Return each line in the records below that includes "ExitVerdict".

(Stored data entries)
########

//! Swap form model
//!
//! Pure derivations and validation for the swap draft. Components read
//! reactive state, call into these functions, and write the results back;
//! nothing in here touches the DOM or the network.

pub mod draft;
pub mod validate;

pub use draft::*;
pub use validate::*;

########

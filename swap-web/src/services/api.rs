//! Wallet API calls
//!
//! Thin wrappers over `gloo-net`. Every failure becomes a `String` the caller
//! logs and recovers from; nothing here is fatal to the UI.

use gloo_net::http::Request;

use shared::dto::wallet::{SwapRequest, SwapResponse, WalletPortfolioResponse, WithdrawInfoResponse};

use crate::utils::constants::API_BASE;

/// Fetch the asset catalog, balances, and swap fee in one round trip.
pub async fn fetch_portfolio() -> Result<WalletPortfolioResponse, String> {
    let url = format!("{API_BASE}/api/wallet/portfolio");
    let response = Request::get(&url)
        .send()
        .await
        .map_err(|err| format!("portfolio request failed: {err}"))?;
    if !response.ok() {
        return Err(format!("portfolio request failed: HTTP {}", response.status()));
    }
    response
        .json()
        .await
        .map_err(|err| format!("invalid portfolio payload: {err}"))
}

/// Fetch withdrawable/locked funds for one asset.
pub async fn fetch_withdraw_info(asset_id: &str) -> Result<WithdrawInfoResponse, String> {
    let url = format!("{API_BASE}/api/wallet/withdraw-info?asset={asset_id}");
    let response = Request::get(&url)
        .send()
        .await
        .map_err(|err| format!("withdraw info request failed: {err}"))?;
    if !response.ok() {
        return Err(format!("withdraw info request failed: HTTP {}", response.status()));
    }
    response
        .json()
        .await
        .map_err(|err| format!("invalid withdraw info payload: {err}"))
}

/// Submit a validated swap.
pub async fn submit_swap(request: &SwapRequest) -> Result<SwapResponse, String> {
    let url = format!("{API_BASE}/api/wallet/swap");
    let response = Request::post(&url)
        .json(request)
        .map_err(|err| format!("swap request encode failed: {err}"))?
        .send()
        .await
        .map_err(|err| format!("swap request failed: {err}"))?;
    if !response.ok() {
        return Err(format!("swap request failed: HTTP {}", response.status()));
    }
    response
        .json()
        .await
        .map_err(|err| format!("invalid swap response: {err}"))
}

########

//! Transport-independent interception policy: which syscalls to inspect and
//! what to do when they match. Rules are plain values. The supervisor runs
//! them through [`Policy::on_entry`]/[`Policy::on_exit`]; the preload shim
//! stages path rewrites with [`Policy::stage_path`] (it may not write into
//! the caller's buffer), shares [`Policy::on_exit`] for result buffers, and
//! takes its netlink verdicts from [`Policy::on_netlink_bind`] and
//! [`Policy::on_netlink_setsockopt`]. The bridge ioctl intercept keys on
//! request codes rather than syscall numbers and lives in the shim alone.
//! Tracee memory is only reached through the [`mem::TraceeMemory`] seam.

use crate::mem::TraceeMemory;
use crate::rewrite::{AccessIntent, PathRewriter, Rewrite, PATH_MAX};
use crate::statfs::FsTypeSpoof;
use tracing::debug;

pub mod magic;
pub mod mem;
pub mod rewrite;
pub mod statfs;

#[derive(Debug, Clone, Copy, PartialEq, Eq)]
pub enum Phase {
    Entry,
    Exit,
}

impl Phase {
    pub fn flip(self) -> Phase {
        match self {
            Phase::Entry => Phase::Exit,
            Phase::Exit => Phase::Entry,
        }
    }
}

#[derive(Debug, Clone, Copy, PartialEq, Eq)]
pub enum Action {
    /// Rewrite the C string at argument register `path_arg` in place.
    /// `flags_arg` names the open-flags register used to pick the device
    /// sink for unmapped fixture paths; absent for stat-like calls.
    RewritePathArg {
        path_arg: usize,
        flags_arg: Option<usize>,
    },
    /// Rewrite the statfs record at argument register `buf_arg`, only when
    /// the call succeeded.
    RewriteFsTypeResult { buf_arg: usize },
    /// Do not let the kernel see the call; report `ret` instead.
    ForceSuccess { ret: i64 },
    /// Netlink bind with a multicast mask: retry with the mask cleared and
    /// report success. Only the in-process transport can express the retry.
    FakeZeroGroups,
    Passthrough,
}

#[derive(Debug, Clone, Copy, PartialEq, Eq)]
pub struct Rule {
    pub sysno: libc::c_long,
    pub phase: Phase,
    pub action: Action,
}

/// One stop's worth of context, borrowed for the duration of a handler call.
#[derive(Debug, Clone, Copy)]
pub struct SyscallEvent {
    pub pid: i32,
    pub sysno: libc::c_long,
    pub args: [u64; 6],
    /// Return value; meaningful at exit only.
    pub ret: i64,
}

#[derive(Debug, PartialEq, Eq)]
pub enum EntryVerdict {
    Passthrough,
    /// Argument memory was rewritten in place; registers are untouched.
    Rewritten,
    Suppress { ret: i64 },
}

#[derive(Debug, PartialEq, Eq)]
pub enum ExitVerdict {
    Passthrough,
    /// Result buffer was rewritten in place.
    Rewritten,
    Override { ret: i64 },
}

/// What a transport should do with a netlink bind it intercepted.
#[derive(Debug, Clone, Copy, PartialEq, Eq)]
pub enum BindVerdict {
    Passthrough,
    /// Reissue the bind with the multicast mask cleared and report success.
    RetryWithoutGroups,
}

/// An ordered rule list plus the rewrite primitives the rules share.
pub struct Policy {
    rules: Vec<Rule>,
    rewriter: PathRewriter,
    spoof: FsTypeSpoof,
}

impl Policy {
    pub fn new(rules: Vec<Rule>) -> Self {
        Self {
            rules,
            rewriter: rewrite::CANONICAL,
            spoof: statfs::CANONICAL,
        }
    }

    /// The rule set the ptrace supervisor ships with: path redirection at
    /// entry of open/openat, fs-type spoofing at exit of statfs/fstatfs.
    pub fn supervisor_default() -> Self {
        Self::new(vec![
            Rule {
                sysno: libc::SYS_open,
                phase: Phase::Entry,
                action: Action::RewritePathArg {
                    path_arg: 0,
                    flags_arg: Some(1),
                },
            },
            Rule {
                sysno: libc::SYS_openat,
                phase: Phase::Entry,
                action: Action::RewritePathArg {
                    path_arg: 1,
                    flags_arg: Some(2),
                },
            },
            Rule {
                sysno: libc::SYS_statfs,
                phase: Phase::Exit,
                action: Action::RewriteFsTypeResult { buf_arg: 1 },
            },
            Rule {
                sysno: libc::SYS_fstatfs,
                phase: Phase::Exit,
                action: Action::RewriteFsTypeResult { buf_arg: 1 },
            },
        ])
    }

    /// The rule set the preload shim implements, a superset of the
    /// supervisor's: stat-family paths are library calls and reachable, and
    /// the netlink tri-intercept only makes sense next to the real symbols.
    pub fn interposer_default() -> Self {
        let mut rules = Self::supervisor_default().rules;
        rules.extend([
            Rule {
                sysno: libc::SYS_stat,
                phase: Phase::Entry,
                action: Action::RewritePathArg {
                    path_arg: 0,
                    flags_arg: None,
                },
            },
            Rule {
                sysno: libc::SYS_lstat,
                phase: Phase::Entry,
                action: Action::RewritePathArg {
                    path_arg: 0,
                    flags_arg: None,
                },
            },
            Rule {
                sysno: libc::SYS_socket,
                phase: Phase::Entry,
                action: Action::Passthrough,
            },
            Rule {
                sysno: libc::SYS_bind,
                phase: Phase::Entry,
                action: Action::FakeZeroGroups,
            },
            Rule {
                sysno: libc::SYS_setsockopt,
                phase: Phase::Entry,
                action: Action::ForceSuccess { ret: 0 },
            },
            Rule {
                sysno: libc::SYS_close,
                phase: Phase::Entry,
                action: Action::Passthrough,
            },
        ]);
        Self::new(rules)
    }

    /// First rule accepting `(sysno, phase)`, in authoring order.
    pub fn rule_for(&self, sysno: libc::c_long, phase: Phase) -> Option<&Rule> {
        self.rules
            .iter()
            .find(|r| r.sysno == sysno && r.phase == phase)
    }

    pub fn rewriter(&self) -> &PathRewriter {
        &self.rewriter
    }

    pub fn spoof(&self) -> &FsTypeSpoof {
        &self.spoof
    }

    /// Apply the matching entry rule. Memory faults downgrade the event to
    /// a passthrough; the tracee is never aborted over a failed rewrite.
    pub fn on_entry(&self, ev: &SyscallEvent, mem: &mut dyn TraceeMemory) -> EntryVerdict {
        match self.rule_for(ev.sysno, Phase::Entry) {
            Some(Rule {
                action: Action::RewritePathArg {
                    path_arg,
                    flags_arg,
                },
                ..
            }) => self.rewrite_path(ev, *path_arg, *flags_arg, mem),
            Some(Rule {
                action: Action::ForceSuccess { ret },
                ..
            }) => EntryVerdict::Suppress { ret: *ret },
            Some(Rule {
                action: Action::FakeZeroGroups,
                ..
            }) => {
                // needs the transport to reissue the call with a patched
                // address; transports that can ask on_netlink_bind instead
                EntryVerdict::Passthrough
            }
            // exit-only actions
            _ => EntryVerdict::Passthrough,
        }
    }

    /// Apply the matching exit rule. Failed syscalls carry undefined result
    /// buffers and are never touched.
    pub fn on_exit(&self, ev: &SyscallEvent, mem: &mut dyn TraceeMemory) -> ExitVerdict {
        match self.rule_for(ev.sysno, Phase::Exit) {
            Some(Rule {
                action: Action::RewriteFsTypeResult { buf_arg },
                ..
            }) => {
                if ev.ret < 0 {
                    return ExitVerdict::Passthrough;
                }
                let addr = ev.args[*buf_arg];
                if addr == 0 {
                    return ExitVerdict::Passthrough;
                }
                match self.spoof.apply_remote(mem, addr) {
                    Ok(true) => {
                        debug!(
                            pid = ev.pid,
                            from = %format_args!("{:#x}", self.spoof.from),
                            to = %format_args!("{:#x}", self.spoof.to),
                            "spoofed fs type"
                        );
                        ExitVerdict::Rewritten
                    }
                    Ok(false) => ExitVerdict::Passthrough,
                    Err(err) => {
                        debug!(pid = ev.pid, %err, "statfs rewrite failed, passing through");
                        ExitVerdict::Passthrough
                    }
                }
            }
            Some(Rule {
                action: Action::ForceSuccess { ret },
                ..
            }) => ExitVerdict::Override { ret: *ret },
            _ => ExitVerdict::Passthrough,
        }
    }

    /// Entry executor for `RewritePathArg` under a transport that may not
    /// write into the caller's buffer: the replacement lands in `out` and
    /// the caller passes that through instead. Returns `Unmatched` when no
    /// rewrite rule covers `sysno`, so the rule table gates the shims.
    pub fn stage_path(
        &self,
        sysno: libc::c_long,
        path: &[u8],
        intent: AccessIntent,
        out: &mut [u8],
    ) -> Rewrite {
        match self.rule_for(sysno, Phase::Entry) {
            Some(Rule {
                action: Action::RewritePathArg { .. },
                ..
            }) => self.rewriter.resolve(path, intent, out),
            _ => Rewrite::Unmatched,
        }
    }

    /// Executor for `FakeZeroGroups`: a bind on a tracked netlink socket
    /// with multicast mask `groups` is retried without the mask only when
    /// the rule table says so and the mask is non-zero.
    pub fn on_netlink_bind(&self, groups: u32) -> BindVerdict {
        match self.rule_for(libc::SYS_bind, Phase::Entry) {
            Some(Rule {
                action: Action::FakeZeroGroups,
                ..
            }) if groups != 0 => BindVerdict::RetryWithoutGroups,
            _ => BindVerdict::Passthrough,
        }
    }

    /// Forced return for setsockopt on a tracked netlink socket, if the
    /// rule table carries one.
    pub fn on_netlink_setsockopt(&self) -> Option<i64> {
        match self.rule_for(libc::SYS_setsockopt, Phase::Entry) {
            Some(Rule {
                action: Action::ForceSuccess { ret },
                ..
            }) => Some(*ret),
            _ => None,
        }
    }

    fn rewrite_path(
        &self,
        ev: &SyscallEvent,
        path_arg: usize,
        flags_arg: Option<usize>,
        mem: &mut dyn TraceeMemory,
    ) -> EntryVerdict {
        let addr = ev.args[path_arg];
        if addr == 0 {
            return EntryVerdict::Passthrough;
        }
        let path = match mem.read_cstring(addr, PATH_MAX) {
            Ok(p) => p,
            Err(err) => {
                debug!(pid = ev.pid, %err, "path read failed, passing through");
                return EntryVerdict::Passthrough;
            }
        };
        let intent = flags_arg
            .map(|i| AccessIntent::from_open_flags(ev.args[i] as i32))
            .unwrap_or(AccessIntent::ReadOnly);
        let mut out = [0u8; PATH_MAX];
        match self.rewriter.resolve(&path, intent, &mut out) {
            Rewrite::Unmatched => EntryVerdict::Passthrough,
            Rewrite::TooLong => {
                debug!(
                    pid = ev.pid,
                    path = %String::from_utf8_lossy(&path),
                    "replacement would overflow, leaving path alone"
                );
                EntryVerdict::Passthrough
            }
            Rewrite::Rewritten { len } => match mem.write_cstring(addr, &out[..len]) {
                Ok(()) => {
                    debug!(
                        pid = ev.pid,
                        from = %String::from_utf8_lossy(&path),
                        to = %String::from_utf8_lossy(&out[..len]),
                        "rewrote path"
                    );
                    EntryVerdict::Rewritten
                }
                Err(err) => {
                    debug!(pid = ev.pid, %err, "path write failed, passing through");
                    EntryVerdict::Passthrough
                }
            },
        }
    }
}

########

- _ANSWER FOR THIS EXERCISE_
pub enum ExitVerdict {
    pub fn on_exit(&self, ev: &SyscallEvent, mem: &mut dyn TraceeMemory) -> ExitVerdict {
                    return ExitVerdict::Passthrough;
                    return ExitVerdict::Passthrough;
                        ExitVerdict::Rewritten
                    Ok(false) => ExitVerdict::Passthrough,
                        ExitVerdict::Passthrough
            }) => ExitVerdict::Override { ret: *ret },
            _ => ExitVerdict::Passthrough,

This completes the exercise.